Part 1 - Basic Principles of Disk File Handling

There are three main types of files: Sequential, Random Access 
and Binary.

Sequential files contain data that must be read from the start 
to the finish every time. These files typically contain text 
information stored line-by-line. The whole file is read into 
variables every time it is used. The data is updated in memory 
then the entire file is written back to the disk. Sequential 
files are great when the amount of data is limited and/or only 
its order is important.

In Random Access files, individual records of data are read into 
the computer's memory, with usually only one record being operated 
on at a time. Random files can be very large, much larger than the 
memory capacity of the computer. Data can be read from or written 
to any spot in the file at any time. Random files are the 
'backbone' of most database applications and are essential when 
sharing files in network situations.

A third type of file is a Binary file. In this type, the file 
may or may not have a particular record structure like a Random 
file and/or it may or may not be sequential. Executable programs 
are Binary files. Liberty Basic only has limited Binary file 
handling capability. However, Binary files can be accessed via 
API and Deanslib functions.

A typical file procedure is:
   Open the file
     perform work on it
   Close the file

It is a good idea not to keep files open any longer than 
necessary. Try not to open a file at the start of your program 
and leave it open until the program finishes. This is especially 
important when sharing files on networks. And remember: there 
are *always exceptions* to any rule anyone puts up.

===================================================================

Part 2 - LB Disk File Commands

Liberty Basic has a range of builtin or 'native' disk file 
commands for dealing with both sequential and random access 
files. The statements are OPEN, CLOSE#, INPUT#, LINE INPUT#, 
PRINT#, INPUT$(), FIELD#, GET#, and PUT#.
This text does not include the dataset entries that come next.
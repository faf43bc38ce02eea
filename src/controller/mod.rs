use std::net::SocketAddr;
use std::sync::Arc;
use anyhow::Context;
use axum::http::HeaderValue;
use axum::Router;
use reqwest::header::{AUTHORIZATION, CONTENT_TYPE};
use reqwest::Method;
use tower::ServiceBuilder;
use tower_http::compression::CompressionLayer;
use tower_http::cors::CorsLayer;
use tracing::{info, warn};
use crate::backend::HttpBackend;
use crate::config::Config;
use crate::helpers::handler_404::page_not_found_handler;
use crate::page::PageController;

pub mod health_check;
pub mod page_controller;
pub mod restaurant_controller;
pub mod user_reservation_controller;
pub mod user_review_controller;

#[derive(Clone)]
pub struct AppState {
    pub page_controller: Arc<PageController<HttpBackend>>,
    pub default_restaurant: String,
}

impl AppState {
    pub fn new(config: &Config) -> anyhow::Result<Self> {
        let backend = HttpBackend::new(config.clone())
            .context("Error building the backend http client")?;

        Ok(Self {
            page_controller: Arc::new(PageController::new(backend)),
            default_restaurant: config.restaurant_name.clone(),
        })
    }

    /// Restaurant named by the page url, else the configured one.
    pub fn restaurant_for(&self, requested: Option<String>) -> Option<String> {
        requested
            .map(|name| name.trim().to_string())
            .filter(|name| !name.is_empty())
            .or_else(|| {
                let name = self.default_restaurant.trim();
                (!name.is_empty()).then(|| name.to_string())
            })
    }
}

pub async fn serve(config: &Config) -> anyhow::Result<()> {
    let app_state = AppState::new(config)?;

    let origins: Vec<HeaderValue> = config
        .origin_urls
        .split(',')
        .filter_map(|s| match s.trim().parse() {
            Ok(origin) => Some(origin),
            Err(e) => {
                warn!("Ignoring invalid origin url {} due to: {}", s, e);
                None
            }
        })
        .collect::<Vec<HeaderValue>>();

    let application = router_endpoints(app_state)
        .layer(
            ServiceBuilder::new()
                .layer(
                    CorsLayer::new()
                        .allow_methods([
                            Method::GET,
                            Method::POST,
                            Method::OPTIONS
                        ])
                        .allow_origin(origins)
                        .allow_headers([AUTHORIZATION, CONTENT_TYPE])
                )
                .layer(CompressionLayer::new())
        )
        .fallback(page_not_found_handler);

    let port = SocketAddr::from(([0, 0, 0, 0], config.port));
    info!(
        "Restaurant page listening on port: {} ({}), backend at {}",
        port, config.environment, config.backend_url
    );
    axum::Server::bind(&port)
        .serve(application.into_make_service())
        .await
        .context("Error spinning up the page server")
}

pub fn router_endpoints(app_state: AppState) -> Router {
    health_check::router()
        .merge(page_controller::router(app_state.clone()))
        .merge(restaurant_controller::router(app_state.clone()))
        .merge(user_reservation_controller::router(app_state.clone()))
        .merge(user_review_controller::router(app_state))
}
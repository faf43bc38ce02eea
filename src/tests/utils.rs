//! Helpers for tests that need a real backend on a socket

use std::net::{SocketAddr, TcpListener};
use axum::body::HttpBody;
use axum::response::Response;
use axum::Router;
use clap::Parser;
use crate::config::Config;

/// Serves `app` on an ephemeral local port for the rest of the test.
pub fn spawn_backend(app: Router) -> SocketAddr {
    let listener = TcpListener::bind("127.0.0.1:0").unwrap();
    let addr = listener.local_addr().unwrap();
    let server = axum::Server::from_tcp(listener)
        .unwrap()
        .serve(app.into_make_service());
    tokio::spawn(server);
    addr
}

pub fn config_for(addr: SocketAddr, restaurant_name: &str) -> Config {
    config_with_timeout(addr, restaurant_name, 5)
}

pub fn config_with_timeout(addr: SocketAddr, restaurant_name: &str, timeout_secs: u64) -> Config {
    Config::parse_from([
        "restaurant-page".to_string(),
        "--backend-url".to_string(),
        format!("http://{}", addr),
        "--restaurant-name".to_string(),
        restaurant_name.to_string(),
        "--request-timeout-secs".to_string(),
        timeout_secs.to_string(),
    ])
}

/// An address nothing listens on.
pub fn closed_addr() -> SocketAddr {
    let listener = TcpListener::bind("127.0.0.1:0").unwrap();
    listener.local_addr().unwrap()
}

pub async fn body_text(res: Response) -> String {
    let mut body = res.into_body();
    let mut bytes = Vec::new();
    while let Some(chunk) = body.data().await {
        bytes.extend_from_slice(&chunk.unwrap());
    }
    String::from_utf8(bytes).unwrap()
}
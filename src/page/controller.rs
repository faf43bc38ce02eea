use futures::future::join;
use tracing::{debug, warn};
use crate::backend::Backend;
use crate::error::PageError;
use crate::models::reservation::ReservationRequest;
use crate::models::restaurant::PostDetailRequest;
use crate::models::review::PostReviewRequest;
use crate::page::document::{DisplayRegion, Document};
use crate::page::form::{ReservationForm, SubmitEvent};
use crate::page::render;

/// Bridges page events (document ready, form submit) and the backend.
/// Every operation writes exactly one display region, failures included.
pub struct PageController<B> {
    backend: B,
}

impl<B: Backend> PageController<B> {
    pub fn new(backend: B) -> Self {
        Self { backend }
    }

    /// Both loads start together and neither waits on the other.
    pub async fn on_document_ready(&self, document: &Document, restaurant_name: &str) {
        debug!("Loading page for restaurant: {}", restaurant_name);
        join(
            self.load_restaurant_details(&document.restaurant_details, restaurant_name),
            self.load_reviews(&document.reviews, restaurant_name),
        )
        .await;
    }

    pub async fn load_restaurant_details(&self, region: &impl DisplayRegion, restaurant_name: &str) {
        match self.backend.get_detail(restaurant_name).await {
            Ok(details) => region.render(render::restaurant_details(&details)),
            Err(e) => show_failure(region, e),
        }
    }

    pub async fn load_reviews(&self, region: &impl DisplayRegion, restaurant_name: &str) {
        match self.backend.get_review(restaurant_name).await {
            Ok(reviews) => region.render(render::reviews(&reviews)),
            Err(e) => show_failure(region, e),
        }
    }

    /// Form values are read fresh on every submission and sent as one
    /// reservation request.
    pub async fn submit_reservation(
        &self,
        event: &mut impl SubmitEvent,
        form: &impl ReservationForm,
        region: &impl DisplayRegion,
    ) {
        event.prevent_default();

        let request = ReservationRequest::from_form(form);
        match self.backend.make_reservation(&request).await {
            Ok(response) => region.render(render::message(&response.outcome_message(&request))),
            Err(e) => show_failure(region, e),
        }
    }

    pub async fn submit_review(
        &self,
        event: &mut impl SubmitEvent,
        form: &impl ReservationForm,
        region: &impl DisplayRegion,
    ) {
        event.prevent_default();

        let request = match PostReviewRequest::from_form(form) {
            Ok(request) => request,
            Err(e) => return show_failure(region, e),
        };
        match self.backend.post_review(&request).await {
            Ok(status) if status.status => region.render(render::message(&format!(
                "Thanks {}, your review of {} was posted.",
                request.user_name, request.restaurant_name
            ))),
            Ok(_) => region.render(render::message("Review was not recorded, please try again.")),
            Err(e) => show_failure(region, e),
        }
    }

    /// Every review of the restaurant, not only the one `/get-review` picks.
    pub async fn search_reviews(&self, region: &impl DisplayRegion, restaurant_name: &str) {
        match self.backend.search_reviews(restaurant_name).await {
            Ok(reviews) => region.render(render::reviews(&reviews)),
            Err(e) => show_failure(region, e),
        }
    }

    pub async fn submit_restaurant(
        &self,
        event: &mut impl SubmitEvent,
        form: &impl ReservationForm,
        region: &impl DisplayRegion,
    ) {
        event.prevent_default();

        let request = match PostDetailRequest::from_form(form) {
            Ok(request) => request,
            Err(e) => return show_failure(region, e),
        };
        match self.backend.post_detail(&request).await {
            Ok(status) if status.status => region.render(render::message(&format!(
                "{} was saved.",
                request.restaurant_name
            ))),
            Ok(_) => region.render(render::message("Restaurant was not recorded, please try again.")),
            Err(e) => show_failure(region, e),
        }
    }

    pub async fn load_reservation(&self, region: &impl DisplayRegion, user_name: &str) {
        match self.backend.get_reservation(user_name).await {
            Ok(reservation) => region.render(render::reservation(&reservation)),
            Err(e) => show_failure(region, e),
        }
    }

    pub async fn load_most_popular(&self, region: &impl DisplayRegion, top_k: u32) {
        match self.backend.most_popular(top_k).await {
            Ok(popular) => region.render(render::popular(&popular)),
            Err(e) => show_failure(region, e),
        }
    }
}

fn show_failure(region: &impl DisplayRegion, e: PageError) {
    warn!("Failed to fill region {} due to: {}", region.id(), e);
    region.show_error(e.to_string());
}
use serde::{Deserialize, Serialize};
use serde_json::{Map, Value};

/// Restaurant details as returned by `/get-detail`. The backend drops empty
/// fields from its json, so every known field falls back to its default.
#[derive(Clone, Serialize, Deserialize, Debug, Default, PartialEq)]
#[serde(default)]
pub struct RestaurantDetails {
    pub restaurant_name: String,
    pub location: String,
    pub style: String,
    pub capacity: i32,
    #[serde(flatten)]
    pub extra: Map<String, Value>,
}

#[derive(Clone, Serialize, Deserialize, Debug, PartialEq)]
pub struct PostDetailRequest {
    pub restaurant_name: String,
    pub location: String,
    pub style: String,
    pub capacity: i32,
}

/// Answer of the write endpoints (`/post-detail`, `/post-review`,
/// `/make-reservation`). A missing `status` means false.
#[derive(Clone, Serialize, Deserialize, Debug, Default, PartialEq)]
#[serde(default)]
pub struct PostStatus {
    pub status: bool,
}

#[derive(Clone, Serialize, Deserialize, Debug, Default, PartialEq)]
#[serde(default)]
pub struct PopularRestaurants {
    pub top_k_restaurants: Vec<String>,
}
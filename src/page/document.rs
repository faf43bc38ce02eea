use std::sync::{Arc, Mutex, MutexGuard};

pub const RESTAURANT_DETAILS: &str = "restaurant-details";
pub const REVIEWS: &str = "reviews";
pub const RESERVATION_MESSAGE: &str = "reservation-message";
pub const RESERVATIONS: &str = "reservations";
pub const POPULAR: &str = "popular";

/// A named area of the page that an operation renders into.
pub trait DisplayRegion {
    fn id(&self) -> &str;

    fn render(&self, html: String);

    fn show_error(&self, message: String);
}

#[derive(Clone, Debug, Default, PartialEq)]
pub enum RegionState {
    #[default]
    Empty,
    Rendered(String),
    Failed(String),
}

#[derive(Debug, Default)]
struct RegionInner {
    state: RegionState,
    mutations: usize,
}

/// Display region kept in memory until the page is written out.
/// Clones share the same contents.
#[derive(Clone, Debug)]
pub struct MemoryRegion {
    id: &'static str,
    inner: Arc<Mutex<RegionInner>>,
}

impl MemoryRegion {
    pub fn new(id: &'static str) -> Self {
        Self {
            id,
            inner: Arc::new(Mutex::new(RegionInner::default())),
        }
    }

    pub fn state(&self) -> RegionState {
        self.lock().state.clone()
    }

    /// How many times the region was written to.
    pub fn mutations(&self) -> usize {
        self.lock().mutations
    }

    fn lock(&self) -> MutexGuard<'_, RegionInner> {
        // a panicking writer cannot leave the region half written
        self.inner.lock().unwrap_or_else(|poisoned| poisoned.into_inner())
    }

    fn set(&self, state: RegionState) {
        let mut inner = self.lock();
        inner.state = state;
        inner.mutations += 1;
    }
}

impl DisplayRegion for MemoryRegion {
    fn id(&self) -> &str {
        self.id
    }

    fn render(&self, html: String) {
        self.set(RegionState::Rendered(html));
    }

    fn show_error(&self, message: String) {
        self.set(RegionState::Failed(message));
    }
}

/// The display regions of the restaurant page.
#[derive(Clone, Debug)]
pub struct Document {
    pub restaurant_details: MemoryRegion,
    pub reviews: MemoryRegion,
    pub reservation_message: MemoryRegion,
    pub reservations: MemoryRegion,
    pub popular: MemoryRegion,
}

impl Document {
    pub fn new() -> Self {
        Self {
            restaurant_details: MemoryRegion::new(RESTAURANT_DETAILS),
            reviews: MemoryRegion::new(REVIEWS),
            reservation_message: MemoryRegion::new(RESERVATION_MESSAGE),
            reservations: MemoryRegion::new(RESERVATIONS),
            popular: MemoryRegion::new(POPULAR),
        }
    }
}

impl Default for Document {
    fn default() -> Self {
        Self::new()
    }
}
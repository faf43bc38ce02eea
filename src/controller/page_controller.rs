use axum::{Extension, Router};
use axum::extract::Query;
use axum::response::{Html, IntoResponse};
use axum::routing::get;
use serde::{Deserialize, Serialize};
use crate::controller::AppState;
use crate::page::{render, DisplayRegion, Document};

pub fn router(app_state: AppState) -> Router {
    Router::new()
        .route("/", get(restaurant_page))
        .route("/popular", get(most_popular_page))
        .route_layer(Extension(app_state))
}

#[derive(Clone, Serialize, Deserialize, Debug, Default)]
pub struct RestaurantPageQuery {
    pub restaurant_name: Option<String>,
}

/// Loads the page the way a browser's document ready would: details and
/// reviews at the same time, each into its own region.
pub async fn load_restaurant(app_state: &AppState, document: &Document, restaurant_name: Option<&str>) {
    match restaurant_name {
        Some(name) => app_state.page_controller.on_document_ready(document, name).await,
        None => document
            .restaurant_details
            .render(render::message("Pick a restaurant to see its details.")),
    }
}

pub async fn restaurant_page(
    Extension(app_state): Extension<AppState>,
    Query(query): Query<RestaurantPageQuery>,
) -> impl IntoResponse {
    let restaurant_name = app_state.restaurant_for(query.restaurant_name);
    let document = Document::new();

    load_restaurant(&app_state, &document, restaurant_name.as_deref()).await;

    Html(render::page(&document, restaurant_name.as_deref().unwrap_or_default()))
}

#[derive(Clone, Serialize, Deserialize, Debug)]
pub struct MostPopularQuery {
    pub topk: u32,
}

pub async fn most_popular_page(
    Extension(app_state): Extension<AppState>,
    Query(query): Query<MostPopularQuery>,
) -> impl IntoResponse {
    let document = Document::new();

    app_state
        .page_controller
        .load_most_popular(&document.popular, query.topk)
        .await;

    Html(render::page(&document, ""))
}

#[cfg(test)]
mod tests {
    use axum::body::Body;
    use axum::http::{Request, StatusCode};
    use axum::routing::get as get_route;
    use serde_json::json;
    use tower::ServiceExt;
    use super::*;
    use crate::backend::http_backend::{GET_DETAIL, GET_REVIEW, MOST_POPULAR};
    use crate::tests::utils::{body_text, closed_addr, config_for, config_with_timeout, spawn_backend};

    fn fake_backend() -> std::net::SocketAddr {
        spawn_backend(
            Router::new()
                .route(GET_DETAIL, get_route(|| async {
                    json!({ "restaurant_name": "Cafe X", "location": "Seattle", "style": "Cafe", "capacity": 20 }).to_string()
                }))
                .route(GET_REVIEW, get_route(|| async { "not json" }))
                .route(MOST_POPULAR, get_route(|| async { r#"{"top_k_restaurants":["Cafe X"]}"# })),
        )
    }

    async fn get_page(app_state: AppState, uri: &str) -> (StatusCode, String) {
        let res = router(app_state)
            .oneshot(Request::builder().uri(uri).body(Body::empty()).unwrap())
            .await
            .unwrap();
        (res.status(), body_text(res).await)
    }

    #[tokio::test]
    async fn page_renders_details_even_when_reviews_are_malformed() {
        let app_state = AppState::new(&config_for(fake_backend(), "Cafe X")).unwrap();

        let (status, html) = get_page(app_state, "/").await;

        assert_eq!(status, StatusCode::OK);
        assert!(html.contains("<dt>Location</dt><dd>Seattle</dd>"));
        assert!(html.contains("<div id=\"reviews\" class=\"error\">"));
    }

    #[tokio::test]
    async fn page_without_restaurant_asks_for_one() {
        let app_state = AppState::new(&config_for(closed_addr(), "")).unwrap();

        let (status, html) = get_page(app_state, "/").await;

        assert_eq!(status, StatusCode::OK);
        assert!(html.contains("Pick a restaurant"));
        assert!(html.contains("<div id=\"reviews\"></div>"));
    }

    #[tokio::test]
    async fn unreachable_backend_shows_errors_in_both_regions() {
        let app_state = AppState::new(&config_for(closed_addr(), "Cafe X")).unwrap();

        let (_, html) = get_page(app_state, "/?restaurant_name=Diner").await;

        assert!(html.contains("<div id=\"restaurant-details\" class=\"error\">"));
        assert!(html.contains("<div id=\"reviews\" class=\"error\">"));
        assert!(html.contains("<title>Diner</title>"));
    }

    #[tokio::test]
    async fn popular_needs_a_number() {
        let app_state = AppState::new(&config_for(fake_backend(), "")).unwrap();

        let (status, _) = get_page(app_state.clone(), "/popular?topk=many").await;
        assert_eq!(status, StatusCode::BAD_REQUEST);

        let (status, html) = get_page(app_state, "/popular?topk=1").await;
        assert_eq!(status, StatusCode::OK);
        assert!(html.contains("<ol><li>Cafe X</li></ol>"));
    }

    #[tokio::test]
    async fn hung_details_still_deliver_reviews() {
        let addr = spawn_backend(
            Router::new()
                .route(GET_DETAIL, get_route(|| async {
                    tokio::time::sleep(std::time::Duration::from_secs(3600)).await;
                    "{}"
                }))
                .route(GET_REVIEW, get_route(|| async {
                    r#"{"user_name":"bob","restaurant_name":"Cafe X","review":"cozy","rating":4}"#
                })),
        );
        let app_state = AppState::new(&config_with_timeout(addr, "Cafe X", 1)).unwrap();

        let (status, html) = tokio::time::timeout(std::time::Duration::from_secs(5), get_page(app_state, "/"))
            .await
            .expect("page never answered");

        assert_eq!(status, StatusCode::OK);
        assert!(html.contains("<strong>bob</strong> (4/5): cozy"));
        assert!(html.contains("<div id=\"restaurant-details\" class=\"error\">"));
    }
}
-------------------------------------------------------------------

SEQUENTIAL FILES
----------------
In a typical Sequential file, data is stored in a particular 
order but the length of each line can vary. In LB, a sequential 
file is opened either for Input or Output:

This opens a sequential file for reading:
  OPEN "filename" FOR INPUT AS #lbfilehandle
And this opens a file for writing:
  OPEN "filename" FOR OUTPUT AS #lbfilehandle

"filename" is the name of your file. It can be up to 8 characters 
long followed by a full stop, then an optional three-character 
extension. While Dos permits other symbols, it is safest to stick 
to letters, numbers, the dash (-) and the underscore (_) symbols. 
Many punctuation symbols are interpreted by Dos as having special 
functions -- i.e. *, / \ ? ~ and so forth. The case of filename 
letters is not important as Dos automatically changes them 
internally to upper case.

The #lbfilehandle is a word, phrase or number you assign to the 
open file. This is not the Windows file handle value, which is 
always a number and which is not accessible for LB disk commands. 
It is also not a variable as such but a label designating the 
handle you have assigned.

Trying to write to a file opened for Input generates an error 
message as does trying to read a file opened for Output. Trying 
to open a file that does not exist generates an error -- therefore 
if you are unsure it is worth testing to see if a file exists first. 
If a file already exists and you open it for output, that file 
will be cleared. If the file does not exist, it is automatically 
created.

To close an open file use CLOSE #lbfilehandle.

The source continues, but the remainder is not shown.